> [PROBLEM DESCRIPTION]
Each record below must be written out again in exactly the same form.

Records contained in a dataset
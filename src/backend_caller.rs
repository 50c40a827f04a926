//! Single-backend call: circuit breaker gate, HTTP call, bounded retry,
//! breaker accounting, latency instrumentation.
//!
//! Retries are fixed-wait and bounded by a plain attempt counter rather than
//! an exponential backoff curve or a retry budget: only a timeout or connect
//! failure is retried, up to a configured attempt ceiling. HTTP-status and
//! parse errors are deterministic and are never retried.

use std::time::Instant;

use crate::circuit_breaker::{CircuitBreakerRegistry, Outcome};
use crate::config::{BackendDescriptor, RetryPolicy};
use crate::error::BackendError;
use crate::schema::{ModelPrediction, ModelResult, PredictRequest};

/// Result of calling one backend, including wall-clock latency as observed
/// by the gateway (not the backend's self-reported `latency_ms`).
pub struct CallOutcome {
    pub backend: String,
    pub result: Result<ModelResult, BackendError>,
    pub latency_ms: u64,
}

/// Calls `backend`'s `/predict` with `text`, gated by `breakers`, retrying
/// transient failures up to `retry.max_attempts` times with a fixed wait
/// between attempts.
pub async fn call_backend(
    client: &reqwest::Client,
    base_url: &str,
    backend: &BackendDescriptor,
    breakers: &CircuitBreakerRegistry,
    retry: RetryPolicy,
    text: &str,
    request_id: &str,
) -> CallOutcome {
    let started = Instant::now();

    let admitted = breakers.with(&backend.name, |b| b.allow_request());
    if !admitted {
        return CallOutcome {
            backend: backend.name.clone(),
            result: Err(BackendError::BreakerOpen(backend.name.clone())),
            latency_ms: started.elapsed().as_millis() as u64,
        };
    }

    let max_attempts = if retry.enabled { retry.max_attempts.max(1) } else { 1 };
    let mut last_err = None;

    for attempt in 1..=max_attempts {
        match try_once(client, base_url, backend, text, request_id).await {
            Ok(prediction) => {
                let state = breakers.with(&backend.name, |b| {
                    b.on_result(Outcome::Success);
                    b.state_sync()
                });
                crate::metrics::record_circuit_state(&backend.name, state);
                metrics::histogram!(
                    crate::metrics::MODEL_CALL_LATENCY_SECONDS,
                    "model_name" => backend.name.clone(),
                )
                .record(started.elapsed().as_secs_f64());
                return CallOutcome {
                    backend: backend.name.clone(),
                    result: Ok(prediction.into()),
                    latency_ms: started.elapsed().as_millis() as u64,
                };
            }
            Err(err) => {
                let retryable = err.is_transient() && attempt < max_attempts;
                if retryable {
                    tracing::warn!(
                        backend = %backend.name,
                        attempt,
                        error = %err,
                        "retrying transient backend error"
                    );
                    metrics::counter!(
                        crate::metrics::MODEL_CALL_RETRIES_TOTAL,
                        "model_name" => backend.name.clone(),
                        "retry_number" => attempt.to_string(),
                    )
                    .increment(1);
                    tokio::time::sleep(retry.wait).await;
                    last_err = Some(err);
                    continue;
                }
                last_err = Some(err);
                break;
            }
        }
    }

    let err = last_err.expect("loop always sets last_err before exiting without success");
    let state = breakers.with(&backend.name, |b| {
        b.on_result(Outcome::Failure);
        b.state_sync()
    });
    crate::metrics::record_circuit_state(&backend.name, state);
    metrics::histogram!(
        crate::metrics::MODEL_CALL_LATENCY_SECONDS,
        "model_name" => backend.name.clone(),
    )
    .record(started.elapsed().as_secs_f64());
    CallOutcome {
        backend: backend.name.clone(),
        result: Err(err),
        latency_ms: started.elapsed().as_millis() as u64,
    }
}

async fn try_once(
    client: &reqwest::Client,
    base_url: &str,
    backend: &BackendDescriptor,
    text: &str,
    request_id: &str,
) -> Result<ModelPrediction, BackendError> {
    let url = format!("{}/predict", base_url.trim_end_matches('/'));
    let body = PredictRequest { text, request_id };

    let response = client.post(&url).json(&body).send().await.map_err(|e| {
        if e.is_timeout() {
            BackendError::Timeout(backend.name.clone())
        } else if e.is_connect() {
            BackendError::ConnectError(backend.name.clone(), e.to_string())
        } else {
            BackendError::Unexpected(backend.name.clone(), e.to_string())
        }
    })?;

    let status = response.status();
    if !status.is_success() {
        return Err(BackendError::HttpStatus(backend.name.clone(), status.as_u16()));
    }

    let prediction: ModelPrediction = response
        .json()
        .await
        .map_err(|e| BackendError::Parse(backend.name.clone(), e.to_string()))?;

    if !prediction.is_valid() {
        return Err(BackendError::Parse(
            backend.name.clone(),
            format!("score {} outside [0,1]", prediction.score),
        ));
    }

    Ok(prediction)
}
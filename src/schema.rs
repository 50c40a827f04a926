//! Wire schema for the gateway's external HTTP surface and the backend
//! `/predict` contract.

use serde::{Deserialize, Serialize};
use std::collections::BTreeMap;

fn default_request_type() -> String {
    "input".to_string()
}

/// External request to `POST /v1/validate`.
#[derive(Debug, Clone, Deserialize, Serialize, PartialEq)]
pub struct ValidateRequest {
    /// Client-supplied request id; a fresh one is generated if absent.
    pub request_id: Option<String>,
    /// Project id, used upstream of this gateway for config lookup. The
    /// core itself does not interpret it further.
    pub project_id: String,
    /// Text to validate, bounded to 50,000 chars by the external contract.
    pub text: String,
    #[serde(default = "default_request_type")]
    pub r#type: String,
    #[serde(default)]
    pub metadata: Option<serde_json::Value>,
}

/// Maximum accepted length of `ValidateRequest::text`.
pub const MAX_TEXT_LEN: usize = 50_000;

impl ValidateRequest {
    /// Validates the request envelope: `type` must be `input` or
    /// `output`, and text must not exceed [`MAX_TEXT_LEN`].
    pub fn validate(&self) -> Result<(), String> {
        if self.r#type != "input" && self.r#type != "output" {
            return Err(format!(
                "type must be \"input\" or \"output\", got {:?}",
                self.r#type
            ));
        }
        if self.text.chars().count() > MAX_TEXT_LEN {
            return Err(format!(
                "text exceeds maximum length of {MAX_TEXT_LEN} characters"
            ));
        }
        Ok(())
    }
}

/// The reply shape every backend's `POST /predict` must return on 2xx.
#[derive(Debug, Clone, Deserialize, Serialize)]
pub struct ModelPrediction {
    pub flagged: bool,
    pub score: f64,
    #[serde(default)]
    pub details: Vec<String>,
    pub latency_ms: u64,
}

impl ModelPrediction {
    /// `0 <= score <= 1` is an invariant the core enforces; a prediction
    /// violating it is treated as a backend [`crate::error::BackendError::Parse`].
    pub fn is_valid(&self) -> bool {
        (0.0..=1.0).contains(&self.score)
    }
}

/// Per-backend result folded into [`ValidateResponse::model_results`].
#[derive(Debug, Clone, Serialize, Deserialize, PartialEq)]
pub struct ModelResult {
    pub flagged: bool,
    pub score: f64,
    pub details: Vec<String>,
    pub latency_ms: u64,
}

impl From<ModelPrediction> for ModelResult {
    fn from(p: ModelPrediction) -> Self {
        Self {
            flagged: p.flagged,
            score: p.score,
            details: p.details,
            latency_ms: p.latency_ms,
        }
    }
}

/// The request body the gateway sends to a backend's `/predict`.
#[derive(Debug, Clone, Serialize)]
pub struct PredictRequest<'a> {
    pub text: &'a str,
    pub request_id: &'a str,
}

/// Aggregated verdict returned by `POST /v1/validate`. Every field is always
/// present; empty containers serialize as empty, never `null`.
#[derive(Debug, Clone, Serialize, Deserialize, PartialEq)]
pub struct ValidateResponse {
    pub request_id: String,
    pub flagged: bool,
    pub flag_reasons: Vec<String>,
    pub model_results: BTreeMap<String, ModelResult>,
    pub partial_failure: bool,
    pub failed_models: Vec<String>,
    pub latency_ms: u64,
}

> [SOLVED EXERCISE]
filename src/backend_caller.rs
repository 50c40a827f04a926
//! Single-backend call: circuit breaker gate, HTTP call, bounded retry,
//! breaker accounting, latency instrumentation.
//!
//! Retries are fixed-wait and bounded by a plain attempt counter rather than
//! an exponential backoff curve or a retry budget: only a timeout or connect
//! failure is retried, up to a configured attempt ceiling. HTTP-status and
//! parse errors are deterministic and are never retried.

use std::time::Instant;

use crate::circuit_breaker::{CircuitBreakerRegistry, Outcome};
use crate::config::{BackendDescriptor, RetryPolicy};
use crate::error::BackendError;
use crate::schema::{ModelPrediction, ModelResult, PredictRequest};

/// Result of calling one backend, including wall-clock latency as observed
/// by the gateway (not the backend's self-reported `latency_ms`).
pub struct CallOutcome {
    pub backend: String,
    pub result: Result<ModelResult, BackendError>,
    pub latency_ms: u64,
}

/// Calls `backend`'s `/predict` with `text`, gated by `breakers`, retrying
/// transient failures up to `retry.max_attempts` times with a fixed wait
/// between attempts.
pub async fn call_backend(
    client: &reqwest::Client,
    base_url: &str,
    backend: &BackendDescriptor,
    breakers: &CircuitBreakerRegistry,
    retry: RetryPolicy,
    text: &str,
    request_id: &str,
) -> CallOutcome {
    let started = Instant::now();

    let admitted = breakers.with(&backend.name, |b| b.allow_request());
    if !admitted {
        return CallOutcome {
            backend: backend.name.clone(),
            result: Err(BackendError::BreakerOpen(backend.name.clone())),
            latency_ms: started.elapsed().as_millis() as u64,
        };
    }

    let max_attempts = if retry.enabled { retry.max_attempts.max(1) } else { 1 };
    let mut last_err = None;

    for attempt in 1..=max_attempts {
        match try_once(client, base_url, backend, text, request_id).await {
            Ok(prediction) => {
                let state = breakers.with(&backend.name, |b| {
                    b.on_result(Outcome::Success);
                    b.state_sync()
                });
                crate::metrics::record_circuit_state(&backend.name, state);
                metrics::histogram!(
                    crate::metrics::MODEL_CALL_LATENCY_SECONDS,
                    "model_name" => backend.name.clone(),
                )
                .record(started.elapsed().as_secs_f64());
                return CallOutcome {
                    backend: backend.name.clone(),
                    result: Ok(prediction.into()),
                    latency_ms: started.elapsed().as_millis() as u64,
                };
            }
            Err(err) => {
                let retryable = err.is_transient() && attempt < max_attempts;
                if retryable {
                    tracing::warn!(
                        backend = %backend.name,
                        attempt,
                        error = %err,
                        "retrying transient backend error"
                    );
                    metrics::counter!(
                        crate::metrics::MODEL_CALL_RETRIES_TOTAL,
                        "model_name" => backend.name.clone(),
                        "retry_number" => attempt.to_string(),
                    )
                    .increment(1);
                    tokio::time::sleep(retry.wait).await;
                    last_err = Some(err);
                    continue;
                }
                last_err = Some(err);
                break;
            }
        }
    }

    let err = last_err.expect("loop always sets last_err before exiting without success");
    let state = breakers.with(&backend.name, |b| {
        b.on_result(Outcome::Failure);
        b.state_sync()
    });
    crate::metrics::record_circuit_state(&backend.name, state);
    metrics::histogram!(
        crate::metrics::MODEL_CALL_LATENCY_SECONDS,
        "model_name" => backend.name.clone(),
    )
    .record(started.elapsed().as_secs_f64());
    CallOutcome {
        backend: backend.name.clone(),
        result: Err(err),
        latency_ms: started.elapsed().as_millis() as u64,
    }
}

async fn try_once(
    client: &reqwest::Client,
    base_url: &str,
    backend: &BackendDescriptor,
    text: &str,
    request_id: &str,
) -> Result<ModelPrediction, BackendError> {
    let url = format!("{}/predict", base_url.trim_end_matches('/'));
    let body = PredictRequest { text, request_id };

    let response = client.post(&url).json(&body).send().await.map_err(|e| {
        if e.is_timeout() {
            BackendError::Timeout(backend.name.clone())
        } else if e.is_connect() {
            BackendError::ConnectError(backend.name.clone(), e.to_string())
        } else {
            BackendError::Unexpected(backend.name.clone(), e.to_string())
        }
    })?;

    let status = response.status();
    if !status.is_success() {
        return Err(BackendError::HttpStatus(backend.name.clone(), status.as_u16()));
    }

    let prediction: ModelPrediction = response
        .json()
        .await
        .map_err(|e| BackendError::Parse(backend.name.clone(), e.to_string()))?;

    if !prediction.is_valid() {
        return Err(BackendError::Parse(
            backend.name.clone(),
            format!("score {} outside [0,1]", prediction.score),
        ));
    }

    Ok(prediction)
}
filename src/schema.rs
repository 50c40a827f04a926
//! Wire schema for the gateway's external HTTP surface and the backend
//! `/predict` contract.

use serde::{Deserialize, Serialize};
use std::collections::BTreeMap;

fn default_request_type() -> String {
    "input".to_string()
}

/// External request to `POST /v1/validate`.
#[derive(Debug, Clone, Deserialize, Serialize, PartialEq)]
pub struct ValidateRequest {
    /// Client-supplied request id; a fresh one is generated if absent.
    pub request_id: Option<String>,
    /// Project id, used upstream of this gateway for config lookup. The
    /// core itself does not interpret it further.
    pub project_id: String,
    /// Text to validate, bounded to 50,000 chars by the external contract.
    pub text: String,
    #[serde(default = "default_request_type")]
    pub r#type: String,
    #[serde(default)]
    pub metadata: Option<serde_json::Value>,
}

/// Maximum accepted length of `ValidateRequest::text`.
pub const MAX_TEXT_LEN: usize = 50_000;

impl ValidateRequest {
    /// Validates the request envelope: `type` must be `input` or
    /// `output`, and text must not exceed [`MAX_TEXT_LEN`].
    pub fn validate(&self) -> Result<(), String> {
        if self.r#type != "input" && self.r#type != "output" {
            return Err(format!(
                "type must be \"input\" or \"output\", got {:?}",
                self.r#type
            ));
        }
        if self.text.chars().count() > MAX_TEXT_LEN {
            return Err(format!(
                "text exceeds maximum length of {MAX_TEXT_LEN} characters"
            ));
        }
        Ok(())
    }
}

/// The reply shape every backend's `POST /predict` must return on 2xx.
#[derive(Debug, Clone, Deserialize, Serialize)]
pub struct ModelPrediction {
    pub flagged: bool,
    pub score: f64,
    #[serde(default)]
    pub details: Vec<String>,
    pub latency_ms: u64,
}

impl ModelPrediction {
    /// `0 <= score <= 1` is an invariant the core enforces; a prediction
    /// violating it is treated as a backend [`crate::error::BackendError::Parse`].
    pub fn is_valid(&self) -> bool {
        (0.0..=1.0).contains(&self.score)
    }
}

/// Per-backend result folded into [`ValidateResponse::model_results`].
#[derive(Debug, Clone, Serialize, Deserialize, PartialEq)]
pub struct ModelResult {
    pub flagged: bool,
    pub score: f64,
    pub details: Vec<String>,
    pub latency_ms: u64,
}

impl From<ModelPrediction> for ModelResult {
    fn from(p: ModelPrediction) -> Self {
        Self {
            flagged: p.flagged,
            score: p.score,
            details: p.details,
            latency_ms: p.latency_ms,
        }
    }
}

/// The request body the gateway sends to a backend's `/predict`.
#[derive(Debug, Clone, Serialize)]
pub struct PredictRequest<'a> {
    pub text: &'a str,
    pub request_id: &'a str,
}

/// Aggregated verdict returned by `POST /v1/validate`. Every field is always
/// present; empty containers serialize as empty, never `null`.
#[derive(Debug, Clone, Serialize, Deserialize, PartialEq)]
pub struct ValidateResponse {
    pub request_id: String,
    pub flagged: bool,
    pub flag_reasons: Vec<String>,
    pub model_results: BTreeMap<String, ModelResult>,
    pub partial_failure: bool,
    pub failed_models: Vec<String>,
    pub latency_ms: u64,
}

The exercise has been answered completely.